高校野球
2023/08/02 15:00

熊谷、岡田ら29人が生活する「ゲストハウス北海」 運営する立島夫妻がエール「優勝して」

野球部専用寮「ゲストハウス北海」に入居する北海ナインと立島部長(後列右)(撮影・西川薫)

立島部長の両親が経営

 北海の部員59人中、大阪や神奈川などから入学した29人が入居しているのが野球部専用の2棟の下宿「ゲストハウス北海」だ。グラウンドから徒歩5分の距離にあり、立島達直部長(33)の両親が営んでいる。また2年前から同校の応援団OBが毎月300キロの米を寮に差し入れるなど、遠方に住む保護者たちが安心して子供たちを預けられる環境を整えている。

父は規律に厳しい元〝鬼軍曹〟 母は食事を担当

 規律あり、笑いありの下宿生活だ。立島部長の父・満弘さん(65)は元自衛隊のレンジャー出身。滝川駐屯地で下士官のトップ、最先任上級曹長を経験している本物の〝鬼軍曹〟だ。あいさつや忘れ物には厳しい。下宿には9か条の約束事があり、違反すると〝罰金〟が徴収されるが、年末のクリスマスパーティーで還元されるという。

「熊谷は豚キムチが好き」

 食事を担当するのは、母・敬子さん(67)。下宿を始める前までは、中央区の学生会館で60~70人の大学生の食事を作っていた。「子供たちはみんな孫のようです。大変なこともありますけど、各学年にしっかりまとめる子がいる。3年生だと岡田(彗斗)と橋本(理央)の2人の下宿長。みんな大人になりましたね」。下宿生の人気料理はチキン南蛮や酢豚で「熊谷は豚キムチが好きですね」。試合前夜は縁起を担いでカツ丼やトンカツが振る舞われるのが伝統で、南大会決勝前夜はトンカツ、当日の朝食はハムカツを振る舞ったという。
 

熊谷の部屋は、かつて巨人・鍵谷、ヤクルト・阪口、ソフトバンク・木村が入っていた出世部屋

 

 

2018年に借金して買い取り

 元々OBの立島部長が入学時から入っていた下宿。「食事を何とかしたかった。温かいもので、できたての熱が入った料理を食べさせたかった」と、2018年に当時の運営会社から借金して買い取った。妻の萌絵香さん(28)を入れた4人で1棟目を開業し、翌年には斜め向かいにあったもう1棟も買い取った。住み込みだった立島部長夫婦は子供が生まれた3年前に退去し、現在は主に両親2人で経営している。
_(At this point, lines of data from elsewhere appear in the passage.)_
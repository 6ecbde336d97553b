//! Bedrock Provider Configuration
//!
//! AWS credentials, region and transport settings for the Bedrock runtime.

use super::utils::region::validate_region;
use serde::{Deserialize, Serialize};

/// AWS Bedrock provider configuration
#[derive(Debug, Clone, Serialize, Deserialize)]
#[serde(default)]
pub struct BedrockConfig {
    /// AWS access key ID; read from the environment when empty
    pub aws_access_key_id: String,
    /// AWS secret access key; read from the environment when empty
    pub aws_secret_access_key: String,
    /// AWS session token (optional, for temporary credentials)
    pub aws_session_token: Option<String>,
    /// AWS region
    pub aws_region: String,
    /// Request timeout in seconds
    pub timeout_seconds: u64,
    /// Runtime endpoint override, e.g. a VPC endpoint or a local mock
    pub endpoint_url: Option<String>,
}

impl Default for BedrockConfig {
    fn default() -> Self {
        Self {
            aws_access_key_id: String::new(),
            aws_secret_access_key: String::new(),
            aws_session_token: None,
            aws_region: "us-east-1".to_string(),
            timeout_seconds: 30,
            endpoint_url: None,
        }
    }
}

impl BedrockConfig {
    /// Validate the settings that do not depend on credentials
    pub fn validate(&self) -> Result<(), String> {
        if self.aws_region.is_empty() {
            return Err("AWS region is required".to_string());
        }
        if self.endpoint_url.is_none() {
            validate_region(&self.aws_region).map_err(|e| e.to_string())?;
        }
        if self.timeout_seconds == 0 {
            return Err("Timeout must be greater than 0".to_string());
        }
        if let Some(endpoint) = &self.endpoint_url {
            url::Url::parse(endpoint).map_err(|e| format!("Invalid endpoint URL: {}", e))?;
        }
        Ok(())
    }

    /// Whether explicit credentials were configured
    pub fn has_credentials(&self) -> bool {
        !self.aws_access_key_id.is_empty() && !self.aws_secret_access_key.is_empty()
    }

    /// Request timeout
    pub fn timeout(&self) -> std::time::Duration {
        std::time::Duration::from_secs(self.timeout_seconds)
    }

    /// Base URL of the runtime API
    pub fn runtime_base_url(&self) -> String {
        match &self.endpoint_url {
            Some(endpoint) => endpoint.trim_end_matches('/').to_string(),
            None => format!("https://bedrock-runtime.{}.amazonaws.com", self.aws_region),
        }
    }
}
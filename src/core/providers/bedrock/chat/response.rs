//! Response Extraction
//!
//! Pulls the assistant text out of a family-specific response body. A body
//! without the expected shape never fails; it degrades to a visible
//! placeholder tagged as [`Extraction::Fallback`].

use crate::core::providers::bedrock::model_config::ModelFamily;
use serde_json::Value;

/// Placeholder shown when the response has no recognizable content
pub const NO_CONTENT_FALLBACK: &str = "Error: No content received";

/// Placeholder shown when the model id has no adapter
pub const UNSUPPORTED_MODEL_FALLBACK: &str = "Error: Unsupported model";

/// Outcome of reading assistant text from a raw response
#[derive(Debug, Clone, PartialEq, Eq)]
pub enum Extraction {
    /// Text found at the family's expected path
    Text(String),
    /// Expected path absent or malformed; carries the placeholder text
    Fallback(String),
}

impl Extraction {
    /// Text to render, whichever variant this is
    pub fn into_text(self) -> String {
        match self {
            Extraction::Text(text) | Extraction::Fallback(text) => text,
        }
    }

    /// Borrow the text to render
    pub fn as_text(&self) -> &str {
        match self {
            Extraction::Text(text) | Extraction::Fallback(text) => text,
        }
    }

    pub fn is_fallback(&self) -> bool {
        matches!(self, Extraction::Fallback(_))
    }
}

/// Extract assistant text from a raw Bedrock response
pub fn extract_text(model_id: &str, raw: &Value) -> Extraction {
    let found = match ModelFamily::classify(model_id) {
        ModelFamily::Chat => claude_text(raw),
        ModelFamily::PromptTitan => titan_text(raw),
        ModelFamily::PromptJurassic => jurassic_text(raw),
        ModelFamily::Unsupported => {
            return Extraction::Fallback(UNSUPPORTED_MODEL_FALLBACK.to_string());
        }
    };

    match found {
        Some(text) if !text.is_empty() => Extraction::Text(text.to_string()),
        _ => Extraction::Fallback(NO_CONTENT_FALLBACK.to_string()),
    }
}

/// `content[0].text`, or the legacy text-completions `completion` field
fn claude_text(raw: &Value) -> Option<&str> {
    raw.get("content")
        .and_then(|content| content.get(0))
        .and_then(|block| block.get("text"))
        .and_then(Value::as_str)
        .filter(|text| !text.is_empty())
        .or_else(|| raw.get("completion").and_then(Value::as_str))
}

/// `results[0].outputText`
fn titan_text(raw: &Value) -> Option<&str> {
    raw.get("results")
        .and_then(|results| results.get(0))
        .and_then(|result| result.get("outputText"))
        .and_then(Value::as_str)
}

/// `completions[0].data.text`
fn jurassic_text(raw: &Value) -> Option<&str> {
    raw.get("completions")
        .and_then(|completions| completions.get(0))
        .and_then(|completion| completion.get("data"))
        .and_then(|data| data.get("text"))
        .and_then(Value::as_str)
}
//! HTTP route handlers
//!
//! Top-level handlers that live outside the `/api` scope.

use crate::server::state::AppState;
use actix_web::{HttpResponse, web};
use serde_json::json;

/// Liveness probe; reports the active upstream without calling it
pub async fn health_check(state: web::Data<AppState>) -> HttpResponse {
    HttpResponse::Ok().json(json!({
        "status": "healthy",
        "upstream": state.gateway.name(),
        "timestamp": chrono::Utc::now().to_rfc3339(),
        "version": env!("CARGO_PKG_VERSION")
    }))
}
 21年の選抜甲子園出場時は現地で応援したが、今回はテレビ観戦の予定。満弘さんは「大掃除です」と笑みを浮かべ、敬子さんは「いまの3年生は去年の夏に大差で負けて悔しい思いをしている。思いっきりやってほしいし、優勝してほしい」とエールを送る。

応援団OB加我会長から毎月300キロの米

 その下宿に毎月300キロの米を提供するのが、札幌で不動産業を営む加我洋三さん(59)だ。高校時代は同校の応援団に所属。卒業後はOB会の2代目会長を務める。

 きっかけは21年甲子園出場後のこと。コロナ禍で高校野球の観戦が規制された。立島部長が野球部の地方から来た生徒を預かっていると聞いて「応援団OBとして、何かお手伝いができないかと。声を出すだけが応援じゃない」と、米の差し入れを提案した。「どれぐらい食べるの?」と聞いたところ、返ってきた答えの「月300キロ」にびっくり仰天したという。一度、口にしたからには男に二言はない。今後も「商売がうまくいっている間は」と、継続するつもりだ。
 

毎月300キロの米を差し入れている、同校応援団OB会会長の加我さん(中央)と3年生

 

 

熊谷ら寮生から「夏の甲子園に連れて行きます」と書かれた色紙プレゼント

 加我さんが大事にしている1枚の色紙がある。昨年冬、2年生の下宿生8人を連れて焼き肉に行った。その時に、熊谷らが加我さんに決意を書いた色紙をプレゼント。「いつもありがとうございます。2023年の夏の甲子園に加我さんを連れて行きます」。10カ月越しの有言実行に笑みを浮かべた。

 加我さんが高校3年生の時、野球部は甲子園に出場できなかったため、「今回は初めて。応援団OB会特製の緑のTシャツで応援したい。まずは1勝」。伝統の学ラン姿ではないが、アルプススタンドで精いっぱい声をからして応援する。